O presidente do conselho de administração do Centro Hospitalar do Tâmega e Sousa, Carlos Alberto, realçou que  departamento de Psiquiatria e Saúde Mental está bem organizado, sendo uma referência em termos de assistência à comunidade. O responsável pelo Centro Hospital relevou, ainda, que a área de intervenção do centro hospitalar é uma área em que a prevalência de doenças deste foro é elevada. “Tem existido da nossa parte uma preocupação, quer no pólo de Penafiel quer em Amarante, seja do ponto de vista da consulta, dos tratamentos em hospital de dia e ao nível do internamento quando necessário”, afirmou, sustentando que tem sido realizado um trabalho no sentido de fomentar a interacção com os hospitais centrais e as universidades.

CHTS precisa de reforço de meios ao nível das doenças mentais

Carlos Alberto reconheceu que apesar do apoio da tutela o hospital carece de um reforço de meios ao nível das doenças mentais, lembrando que o centro hospitalar serve uma população de 520 mil pessoas. “A crescer, cada vez mais, a prevalência deste tipo de doenças, o esforço dos profissionais acaba sempre por não ser suficiente.
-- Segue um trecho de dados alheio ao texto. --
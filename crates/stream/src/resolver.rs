//! Turns a client's resume cursors into one positioned poller per shard.

use std::sync::Arc;

use tracing::debug;

use crate::{
    cursor::{Cursor, Offset, find_duplicate_partition},
    log::{EventLog, IteratorPosition, LogError},
    poller::ShardPoller,
    types::{ShardDescriptor, StreamingOptions},
};

#[derive(Debug, thiserror::Error)]
pub enum ResolveError {
    #[error("Partition {0} is not part of the stream")]
    UnknownPartition(String),

    #[error("Partition {0} appears more than once in the cursor list")]
    DuplicatePartition(String),

    #[error(transparent)]
    Upstream(#[from] LogError),
}

/// Build the initial pollers for a connection.
///
/// With no cursors every shard starts at the tail, in listing order.
/// Otherwise there is one poller per cursor, in cursor order: `BEGIN` reads
/// from the oldest retained record inclusive, `LATEST` from the tail, and a
/// literal marker from the record right after it. The cursor list is fully
/// validated before any iterator is requested.
pub async fn resolve_pollers<L: EventLog>(
    log: &Arc<L>,
    stream: &str,
    shards: &[ShardDescriptor],
    cursors: &[Cursor],
    options: &StreamingOptions,
) -> Result<Vec<ShardPoller<L>>, ResolveError> {
    if let Some(partition) = find_duplicate_partition(cursors) {
        return Err(ResolveError::DuplicatePartition(partition.to_string()));
    }

    let starts: Vec<(&ShardDescriptor, Offset)> = if cursors.is_empty() {
        shards.iter().map(|shard| (shard, Offset::Latest)).collect()
    } else {
        cursors
            .iter()
            .map(|cursor| {
                shards
                    .iter()
                    .find(|shard| shard.shard_id == cursor.partition)
                    .map(|shard| (shard, cursor.offset.clone()))
                    .ok_or_else(|| ResolveError::UnknownPartition(cursor.partition.clone()))
            })
            .collect::<Result<_, _>>()?
    };

    let mut pollers = Vec::with_capacity(starts.len());
    for (shard, offset) in starts {
        let position = match &offset {
            Offset::Begin => IteratorPosition::AtSequence(shard.oldest_available.clone()),
            Offset::Latest => IteratorPosition::Latest,
            Offset::Sequence(marker) => IteratorPosition::AfterSequence(marker.clone()),
        };
        debug!(stream = %stream, shard = %shard.shard_id, %offset, ?position, "Resolved resume point");

        let iterator = log.get_iterator(stream, &shard.shard_id, position).await?;
        pollers.push(ShardPoller::new(
            log.clone(),
            shard.shard_id.clone(),
            iterator,
            offset,
            options,
        ));
    }
    Ok(pollers)
}
use std::{fs, path::Path, time::Duration};

use indexmap::IndexMap;
use serde::{Deserialize, Serialize};
use shardcast_stream::{
    MemoryLogOptions, ServerOptions, StreamingOptions, types::OptionsError,
};

pub const MANIFEST_FILE_NAME: &str = "shardcast.yaml";

/// Shardcast manifest file (shardcast.yaml)
#[derive(Debug, Clone, PartialEq, Serialize, Deserialize)]
pub struct Manifest {
    #[serde(default)]
    pub server: ServerConfig,

    /// Defaults for every streaming connection
    #[serde(default)]
    pub streaming: StreamingConfig,

    /// Behaviour of the bundled in-memory log
    #[serde(default)]
    pub log: LogConfig,

    /// Streams created at startup, in declaration order
    /// Key is the stream name (e.g., "orders")
    #[serde(default)]
    pub streams: IndexMap<String, StreamConfig>,

    /// Default tracing filter, used when RUST_LOG is unset
    #[serde(default = "default_log_level")]
    pub log_level: String,
}

#[derive(Debug, thiserror::Error)]
pub enum LoadManifestError {
    #[error("{} not found at {}. Please create a {} file in your project root.",
        MANIFEST_FILE_NAME,
        .0.display(),
        MANIFEST_FILE_NAME)]
    FileNotFound(std::path::PathBuf),
    #[error("Failed to read {}: {}", .0.display(), .1)]
    ReadError(std::path::PathBuf, std::io::Error),
    #[error("Failed to parse {}: {}", .0.display(), .1)]
    ParseError(std::path::PathBuf, serde_yml::Error),
}

/// A manifest that parsed but describes an unusable configuration.
#[derive(Debug, PartialEq, thiserror::Error)]
pub enum ManifestError {
    #[error("Invalid streaming settings: {0}")]
    Streaming(#[from] OptionsError),
    #[error("server.output_buffer must be at least 1")]
    ZeroOutputBuffer,
    #[error("Stream names must not be empty")]
    EmptyStreamName,
    #[error("Stream {0} must have at least one shard")]
    NoShards(String),
    #[error("Invalid log_level '{0}'")]
    InvalidLogLevel(String),
}

impl Manifest {
    /// Load manifest from the specified file path
    pub fn load(manifest_file_path: &Path) -> Result<Self, LoadManifestError> {
        if !manifest_file_path.exists() {
            return Err(LoadManifestError::FileNotFound(
                manifest_file_path.to_path_buf(),
            ));
        }

        let content = fs::read_to_string(manifest_file_path)
            .map_err(|e| LoadManifestError::ReadError(manifest_file_path.to_path_buf(), e))?;

        let manifest: Manifest = serde_yml::from_str(&content)
            .map_err(|e| LoadManifestError::ParseError(manifest_file_path.to_path_buf(), e))?;

        Ok(manifest)
    }

    pub fn validate(&self) -> Result<(), ManifestError> {
        self.streaming.to_options().validate()?;
        if self.server.output_buffer == 0 {
            return Err(ManifestError::ZeroOutputBuffer);
        }
        for (name, stream) in &self.streams {
            if name.trim().is_empty() {
                return Err(ManifestError::EmptyStreamName);
            }
            if stream.shards == 0 {
                return Err(ManifestError::NoShards(name.clone()));
            }
        }
        if tracing_subscriber::EnvFilter::try_new(&self.log_level).is_err() {
            return Err(ManifestError::InvalidLogLevel(self.log_level.clone()));
        }
        Ok(())
    }

    pub fn server_options(&self) -> ServerOptions {
        ServerOptions {
            port: self.server.port,
            host: self.server.host.clone(),
            output_buffer: self.server.output_buffer,
            streaming: self.streaming.to_options(),
        }
    }
}

impl Default for Manifest {
    fn default() -> Self {
        Manifest {
            server: ServerConfig::default(),
            streaming: StreamingConfig::default(),
            log: LogConfig::default(),
            streams: IndexMap::new(),
            log_level: default_log_level(),
        }
    }
}

fn default_log_level() -> String {
    "info".to_string()
}

/// HTTP listener configuration
#[derive(Debug, Clone, PartialEq, Serialize, Deserialize)]
#[serde(default)]
pub struct ServerConfig {
    pub host: String,
    pub port: u16,
    /// Batches buffered per connection before the writer waits on the socket
    pub output_buffer: usize,
}

impl Default for ServerConfig {
    fn default() -> Self {
        let defaults = ServerOptions::default();
        Self {
            host: defaults.host,
            port: defaults.port,
            output_buffer: defaults.output_buffer,
        }
    }
}

/// Streaming tunables, durations in milliseconds
#[derive(Debug, Clone, PartialEq, Serialize, Deserialize)]
#[serde(default)]
pub struct StreamingConfig {
    pub batch_limit: usize,
    pub flush_timeout_ms: u64,
    pub fetch_limit: usize,
    pub idle_backoff_ms: u64,
    pub poll_interval_ms: u64,
    pub throttle_backoff_ms: u64,
}

impl StreamingConfig {
    pub fn to_options(&self) -> StreamingOptions {
        StreamingOptions {
            batch_limit: self.batch_limit,
            flush_timeout: Duration::from_millis(self.flush_timeout_ms),
            fetch_limit: self.fetch_limit,
            idle_backoff: Duration::from_millis(self.idle_backoff_ms),
            poll_interval: Duration::from_millis(self.poll_interval_ms),
            throttle_backoff: Duration::from_millis(self.throttle_backoff_ms),
        }
    }
}

impl Default for StreamingConfig {
    fn default() -> Self {
        let defaults = StreamingOptions::default();
        Self {
            batch_limit: defaults.batch_limit,
            flush_timeout_ms: defaults.flush_timeout.as_millis() as u64,
            fetch_limit: defaults.fetch_limit,
            idle_backoff_ms: defaults.idle_backoff.as_millis() as u64,
            poll_interval_ms: defaults.poll_interval.as_millis() as u64,
            throttle_backoff_ms: defaults.throttle_backoff.as_millis() as u64,
        }
    }
}

/// In-memory log configuration
#[derive(Debug, Clone, PartialEq, Serialize, Deserialize)]
#[serde(default)]
pub struct LogConfig {
    /// Records kept per shard, unbounded when absent
    #[serde(skip_serializing_if = "Option::is_none")]
    pub retention_records: Option<usize>,
    /// Fetches allowed per shard per second, unlimited when absent
    #[serde(skip_serializing_if = "Option::is_none")]
    pub fetch_rate_limit: Option<u32>,
    pub iterator_ttl_secs: u64,
}

impl LogConfig {
    pub fn to_options(&self) -> MemoryLogOptions {
        MemoryLogOptions {
            retention_records: self.retention_records,
            fetch_rate_limit: self.fetch_rate_limit,
            iterator_ttl: Duration::from_secs(self.iterator_ttl_secs),
        }
    }
}

impl Default for LogConfig {
    fn default() -> Self {
        let defaults = MemoryLogOptions::default();
        Self {
            retention_records: defaults.retention_records,
            fetch_rate_limit: defaults.fetch_rate_limit,
            iterator_ttl_secs: defaults.iterator_ttl.as_secs(),
        }
    }
}

/// A stream declared in the manifest
#[derive(Debug, Clone, PartialEq, Serialize, Deserialize)]
pub struct StreamConfig {
    #[serde(default = "default_shards")]
    pub shards: usize,
}

fn default_shards() -> usize {
    1
}
//! Resumable shard cursors.
//!
//! A cursor names a partition and an offset within it. An offset is either a
//! literal sequence marker issued by the log, or one of two resume modes:
//! `BEGIN` (start from the oldest available record) and `LATEST` (only see
//! records written after connecting). Clients echo the last cursor they saw
//! for each partition to pick up exactly after it.

use std::{collections::HashSet, fmt};

use serde::{Deserialize, Serialize};

/// Resume from the oldest available record.
pub const BEGIN: &str = "BEGIN";
/// Resume from the tail of the shard.
pub const LATEST: &str = "LATEST";

/// Errors produced while reading a client-supplied cursor list.
#[derive(Debug, thiserror::Error)]
pub enum CursorError {
    #[error("Malformed cursor list: {0}")]
    Malformed(#[from] serde_json::Error),

    #[error("Cursor for partition {0} has an empty offset")]
    EmptyOffset(String),

    #[error("Cursor with an empty partition")]
    EmptyPartition,
}

/// Position within a shard.
#[derive(Debug, Clone, PartialEq, Eq, Hash, Serialize, Deserialize)]
#[serde(from = "String", into = "String")]
pub enum Offset {
    Begin,
    Latest,
    Sequence(String),
}

impl Offset {
    pub fn parse(raw: &str) -> Self {
        match raw {
            BEGIN => Offset::Begin,
            LATEST => Offset::Latest,
            other => Offset::Sequence(other.to_string()),
        }
    }

    pub fn as_str(&self) -> &str {
        match self {
            Offset::Begin => BEGIN,
            Offset::Latest => LATEST,
            Offset::Sequence(sequence) => sequence,
        }
    }

    /// The literal sequence marker, if this is not a resume mode.
    pub fn sequence(&self) -> Option<&str> {
        match self {
            Offset::Sequence(sequence) => Some(sequence),
            _ => None,
        }
    }

    pub fn is_sentinel(&self) -> bool {
        self.sequence().is_none()
    }
}

impl From<String> for Offset {
    fn from(raw: String) -> Self {
        match raw.as_str() {
            BEGIN => Offset::Begin,
            LATEST => Offset::Latest,
            _ => Offset::Sequence(raw),
        }
    }
}

impl From<Offset> for String {
    fn from(offset: Offset) -> Self {
        match offset {
            Offset::Sequence(sequence) => sequence,
            sentinel => sentinel.as_str().to_string(),
        }
    }
}

impl fmt::Display for Offset {
    fn fmt(&self, f: &mut fmt::Formatter<'_>) -> fmt::Result {
        f.write_str(self.as_str())
    }
}

/// A (partition, offset) pair as exchanged with clients.
#[derive(Debug, Clone, PartialEq, Eq, Hash, Serialize, Deserialize)]
pub struct Cursor {
    pub partition: String,
    pub offset: Offset,
}

impl Cursor {
    pub fn new(partition: impl Into<String>, offset: Offset) -> Self {
        Self {
            partition: partition.into(),
            offset,
        }
    }
}

/// Parse the JSON cursor list carried by the cursors request header.
///
/// A blank header yields an empty list. Duplicate partitions are left for the
/// resolver to reject, since only it knows the topology being resumed.
pub fn parse_cursors(raw: &str) -> Result<Vec<Cursor>, CursorError> {
    let raw = raw.trim();
    if raw.is_empty() {
        return Ok(Vec::new());
    }

    let cursors: Vec<Cursor> = serde_json::from_str(raw)?;
    for cursor in &cursors {
        if cursor.partition.is_empty() {
            return Err(CursorError::EmptyPartition);
        }
        if cursor.offset.as_str().is_empty() {
            return Err(CursorError::EmptyOffset(cursor.partition.clone()));
        }
    }
    Ok(cursors)
}

/// First partition that appears more than once in `cursors`.
pub fn find_duplicate_partition(cursors: &[Cursor]) -> Option<&str> {
    let mut seen = HashSet::new();
    cursors
        .iter()
        .map(|c| c.partition.as_str())
        .find(|partition| !seen.insert(*partition))
}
Temos que ir crescendo nos vários domínios de contratação para que a população não fique a descoberto. Temos que dar apoio de proximidade, também, com os centros de saúde e só com algum reforço e meios é que vamos conseguir lá chegar”, anuiu.

“Não sou dos que estão permanentemente a reivindicar injustamente. Reivindico o reforço de meios porque a população merece. Produzimos todos os anos, para além do contrato programa, nas várias áreas. Tenho de reconhecer que tem havido colaboração da parte da tutela, no sentido de disponibilizar apoio dentro dos parcos recursos que o país tem. Temos recursos limitados, mas temos conseguido fazer um esforço para renovar os nossos equipamentos, melhorar a qualidade assistencial e introduzir mais humanização nos cuidados”, aludiu.

Carlos Alberto garantiu, também, que a formação tem sido uma aposta da sua administração hospitalar. “Tem sido nosso objectivo promover projectos de investigação. Lançamos este ano um projecto de investigação em enfermagem e temos vindo a aproximar-nos das universidades porque esta é a única maneira de fazer crescer o centro hospitalar no sentido de fixar profissionais”, precisou.